■ What to produce
Determine the number of lines in the data that contain "clamp". Answer with that number only.

Data records
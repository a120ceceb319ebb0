//! Preset profiles.
//!
//! Keep these small and readable; anything finer-grained belongs in
//! `deplens.toml`.

use deplens_domain::policy::{EffectiveConfig, FailOn, RulePolicy};
use deplens_types::Severity;
use std::collections::{BTreeMap, BTreeSet};

pub fn preset(profile: &str) -> EffectiveConfig {
    match profile {
        "advisory" => advisory_profile(),
        _ => strict_profile(),
    }
}

/// Default profile: findings block.
fn strict_profile() -> EffectiveConfig {
    EffectiveConfig {
        profile: "strict".to_string(),
        fail_on: FailOn::Error,
        forbidden_licenses: BTreeSet::new(),
        rules: default_rules(Severity::Error),
    }
}

/// Findings surface as warnings; nothing blocks by default.
fn advisory_profile() -> EffectiveConfig {
    EffectiveConfig {
        profile: "advisory".to_string(),
        fail_on: FailOn::Error,
        forbidden_licenses: BTreeSet::new(),
        rules: default_rules(Severity::Warning),
    }
}

fn default_rules(finding_severity: Severity) -> BTreeMap<String, RulePolicy> {
    use deplens_types::ids::*;

    let mut rules = BTreeMap::new();

    // Pending is progress reporting, never a failure signal.
    rules.insert(
        RULE_ANALYSIS_PENDING.to_string(),
        RulePolicy::enabled(Severity::Info),
    );
    rules.insert(
        RULE_SECURITY_ISSUES.to_string(),
        RulePolicy::enabled(finding_severity),
    );
    rules.insert(
        RULE_FORBIDDEN_LICENSE.to_string(),
        RulePolicy::enabled(finding_severity),
    );
    rules.insert(
        RULE_CRYPTO_ALGORITHMS.to_string(),
        RulePolicy::enabled(finding_severity),
    );

    rules
}
//! Stable DTOs and identifiers shared across the deplens workspace.
//!
//! Everything in this crate is serialization-facing: diagnostics, the report
//! envelope, rule IDs, and the explanation registry. Business logic lives in
//! `deplens-domain`; this crate must stay boring and dependency-light.

#![forbid(unsafe_code)]

pub mod diagnostic;
pub mod envelope;
pub mod explain;
pub mod ids;
pub mod path;

pub use diagnostic::{Diagnostic, Position, Range, Severity, Verdict};
pub use envelope::{
    DiagnosticCounts, PackageRef, ReportEnvelope, SCHEMA_REPORT_V1, ToolMeta,
};
pub use explain::{Explanation, lookup_explanation};
pub use path::FieldPath;
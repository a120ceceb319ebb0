//! Stable identifiers for rules and diagnostic codes.
//!
//! `rule_id` is a dotted namespace (what area of analysis fired), `code` is a
//! short snake_case discriminator within the rule. Both are load-bearing for
//! downstream consumers; renaming one is a breaking change.

/// Fixed `source` label attached to every emitted diagnostic.
pub const SOURCE_LABEL: &str = "deplens";

// Rules, in canonical pipeline order.
pub const RULE_ANALYSIS_PENDING: &str = "analysis.pending";
pub const RULE_SECURITY_ISSUES: &str = "analysis.security_issues";
pub const RULE_FORBIDDEN_LICENSE: &str = "analysis.forbidden_license";
pub const RULE_CRYPTO_ALGORITHMS: &str = "analysis.crypto_algorithms";

// Codes: analysis.pending
pub const CODE_ANALYSIS_PENDING: &str = "analysis_pending";

// Codes: analysis.security_issues
pub const CODE_KNOWN_VULNERABILITY: &str = "known_vulnerability";

// Codes: analysis.forbidden_license
pub const CODE_FORBIDDEN_LICENSE: &str = "forbidden_license";

// Codes: analysis.crypto_algorithms
pub const CODE_KNOWN_CRYPTO_ALGORITHM: &str = "known_crypto_algorithm";

// Tool-level failures (the run itself broke, not the package).
pub const RULE_TOOL_RUNTIME: &str = "tool.runtime";
pub const CODE_RUNTIME_ERROR: &str = "runtime_error";
//! Repeating-period selection from a beat spectrum.

/// Picks the repeating period, in frames, from a beat spectrum.
///
/// Searches `[min_lag, max_lag]` for the strongest lag. When the search
/// range is empty (signal too short) or the winning lag does not stand
/// out above the range's mean level, falls back to `default_lag` so a
/// period is always produced. The returned period is at least 1 and at
/// most `beat.len() - 1` frames.
pub fn find_repeating_period(
    beat: &[f32],
    min_lag: usize,
    max_lag: usize,
    default_lag: usize,
) -> usize {
    let num_lags = beat.len();
    if num_lags < 2 {
        return 1;
    }
    let clamp = |lag: usize| lag.clamp(1, num_lags - 1);

    let lo = clamp(min_lag);
    let hi = clamp(max_lag);
    if lo > hi {
        return clamp(default_lag);
    }

    let range = &beat[lo..=hi];
    let mut best_lag = lo;
    let mut best_value = range[0];
    let mut sum = 0.0f64;
    for (offset, &value) in range.iter().enumerate() {
        sum += value as f64;
        if value > best_value {
            best_value = value;
            best_lag = lo + offset;
        }
    }
    let mean = (sum / range.len() as f64) as f32;

    // A repeating structure shows as a peak above the range's baseline;
    // a flat or noisy curve does not, so trust the default instead.
    if best_value <= mean {
        return clamp(default_lag);
    }
    best_lag
}
//! Window functions for spectral analysis.
//!
//! Provides the Hamming window used by the separation pipeline, plus Hann
//! and Blackman-Harris alternatives.

use std::f64::consts::PI;

/// Blackman-Harris window coefficients (4-term).
const BH_A0: f64 = 0.35875;
const BH_A1: f64 = 0.48829;
const BH_A2: f64 = 0.14128;
const BH_A3: f64 = 0.01168;

/// Window function types.
///
/// Hamming is the default: its nonzero endpoints let the inverse transform
/// divide by the accumulated window energy everywhere, including the first
/// and last hop of the signal.
#[derive(Debug, Clone, Copy, PartialEq, Eq)]
pub enum WindowType {
    Hamming,
    Hann,
    BlackmanHarris,
}

/// Generates a window of the specified type and size.
pub fn generate_window(window_type: WindowType, size: usize) -> Vec<f32> {
    match window_type {
        WindowType::Hamming => hamming_window(size),
        WindowType::Hann => hann_window(size),
        WindowType::BlackmanHarris => blackman_harris_window(size),
    }
}

/// Returns `Some(trivial_window)` for degenerate sizes (0 or 1), or `None`
/// to indicate the caller should compute the full window.
#[inline]
fn trivial_window(size: usize) -> Option<Vec<f32>> {
    match size {
        0 => Some(vec![]),
        1 => Some(vec![1.0]),
        _ => None,
    }
}

/// Generates a Hamming window.
#[inline]
fn hamming_window(size: usize) -> Vec<f32> {
    if let Some(w) = trivial_window(size) {
        return w;
    }
    let n = size as f64;
    (0..size)
        .map(|i| {
            let x = (2.0 * PI * i as f64) / (n - 1.0);
            (0.54 - 0.46 * x.cos()) as f32
        })
        .collect()
}

/// Generates a Hann window.
#[inline]
fn hann_window(size: usize) -> Vec<f32> {
    if let Some(w) = trivial_window(size) {
        return w;
    }
    let n = size as f64;
    (0..size)
        .map(|i| {
            let x = (2.0 * PI * i as f64) / (n - 1.0);
            (0.5 * (1.0 - x.cos())) as f32
        })
        .collect()
}

/// Generates a Blackman-Harris window.
#[inline]
fn blackman_harris_window(size: usize) -> Vec<f32> {
    if let Some(w) = trivial_window(size) {
        return w;
    }
    let n = size as f64;
    (0..size)
        .map(|i| {
            let x = i as f64 / (n - 1.0);
            let w = BH_A0 - BH_A1 * (2.0 * PI * x).cos() + BH_A2 * (4.0 * PI * x).cos()
                - BH_A3 * (6.0 * PI * x).cos();
            w as f32
        })
        .collect()
}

■ Task answer
5